> _Task objective_:
Go through the material and copy every line in which "DataType" appears.

> _Exercise input_:
··········
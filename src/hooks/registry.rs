use super::{
    InputObjectFragment, InputTypeHook, InputTypeScope, MutationExecutor, MutationHook,
    MutationRequest, MutationScope,
};
use crate::core::Result;
use crate::result::QueryResult;
use async_trait::async_trait;
use std::sync::Arc;

/// Ordered set of hooks applied by the host.
///
/// Input-type hooks are folded in registration order. Mutation hooks nest:
/// the first registered is the outermost wrapper around the executor.
pub struct HookRegistry<T: ?Sized + Send + 'static> {
    input_hooks: Vec<Arc<dyn InputTypeHook>>,
    mutation_hooks: Vec<Arc<dyn MutationHook<T>>>,
}

impl<T: ?Sized + Send + 'static> Default for HookRegistry<T> {
    fn default() -> Self {
        Self::new()
    }
}

impl<T: ?Sized + Send + 'static> HookRegistry<T> {
    pub fn new() -> Self {
        Self {
            input_hooks: Vec::new(),
            mutation_hooks: Vec::new(),
        }
    }

    /// Registers a hook that acts on both input types and mutations.
    pub fn register<H>(&mut self, hook: H)
    where
        H: InputTypeHook + MutationHook<T> + 'static,
    {
        let hook = Arc::new(hook);
        self.input_hooks.push(hook.clone());
        self.mutation_hooks.push(hook);
    }

    pub fn register_input_hook(&mut self, hook: Arc<dyn InputTypeHook>) {
        self.input_hooks.push(hook);
    }

    pub fn register_mutation_hook(&mut self, hook: Arc<dyn MutationHook<T>>) {
        self.mutation_hooks.push(hook);
    }

    pub fn input_hook_count(&self) -> usize {
        self.input_hooks.len()
    }

    pub fn mutation_hook_count(&self) -> usize {
        self.mutation_hooks.len()
    }

    pub fn is_empty(&self) -> bool {
        self.input_hooks.is_empty() && self.mutation_hooks.is_empty()
    }

    pub fn build_input_type(
        &self,
        scope: &InputTypeScope,
        fragment: InputObjectFragment,
    ) -> Result<InputObjectFragment> {
        self.input_hooks
            .iter()
            .try_fold(fragment, |fragment, hook| hook.augment_input_type(scope, fragment))
    }

    /// Runs `executor` behind every registered mutation hook.
    ///
    /// # Examples
    ///
    /// ```
    /// use rowguard::{
    ///     Attribute, DataType, HookRegistry, MemoryDatabase, MutationRequest, MutationScope,
    ///     OptimisticLockGuard, TableDescriptor, TableMutationExecutor, Value,
    /// };
    /// use serde_json::json;
    ///
    /// # tokio_test::block_on(async {
    /// let db = MemoryDatabase::new();
    /// let posts = db
    ///     .create_table(
    ///         TableDescriptor::new("app", "posts")
    ///             .attribute(Attribute::new("id", DataType::Integer).not_null())
    ///             .attribute(Attribute::new("updated_at", DataType::Timestamp))
    ///             .primary_key(&["id"]),
    ///     )
    ///     .unwrap();
    /// let version = chrono::Utc::now();
    /// db.insert(posts.name(), vec![Value::Integer(1), Value::Timestamp(version)]).unwrap();
    ///
    /// let mut registry = HookRegistry::new();
    /// registry.register(OptimisticLockGuard::for_column("updated_at").unwrap());
    ///
    /// let request = MutationRequest::new()
    ///     .with("id", json!(1))
    ///     .with("updatedAt", json!(version.to_rfc3339()));
    /// let mut tx = db.begin();
    /// let result = registry
    ///     .resolve(&mut tx, &MutationScope::delete(posts), &request, &TableMutationExecutor::new())
    ///     .await
    ///     .unwrap();
    /// tx.commit().unwrap();
    /// assert_eq!(result.affected_rows, 1);
    /// # });
    /// ```
    pub async fn resolve(
        &self,
        tx: &mut T,
        scope: &MutationScope,
        request: &MutationRequest,
        executor: &dyn MutationExecutor<T>,
    ) -> Result<QueryResult> {
        let chain = HookChain {
            hooks: &self.mutation_hooks,
            terminal: executor,
        };
        chain.execute(tx, scope, request).await
    }
}

struct HookChain<'a, T: ?Sized + Send + 'static> {
    hooks: &'a [Arc<dyn MutationHook<T>>],
    terminal: &'a dyn MutationExecutor<T>,
}

#[async_trait]
impl<'a, T: ?Sized + Send + 'static> MutationExecutor<T> for HookChain<'a, T> {
    async fn execute(
        &self,
        tx: &mut T,
        scope: &MutationScope,
        request: &MutationRequest,
    ) -> Result<QueryResult> {
        match self.hooks.split_first() {
            Some((hook, rest)) => {
                let next = HookChain {
                    hooks: rest,
                    terminal: self.terminal,
                };
                hook.resolve(tx, scope, request, &next).await
            }
            None => self.terminal.execute(tx, scope, request).await,
        }
    }
}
··········
> _Answer space_:
    ///     Attribute, DataType, HookRegistry, MemoryDatabase, MutationRequest, MutationScope,
    ///             .attribute(Attribute::new("id", DataType::Integer).not_null())
    ///             .attribute(Attribute::new("updated_at", DataType::Timestamp))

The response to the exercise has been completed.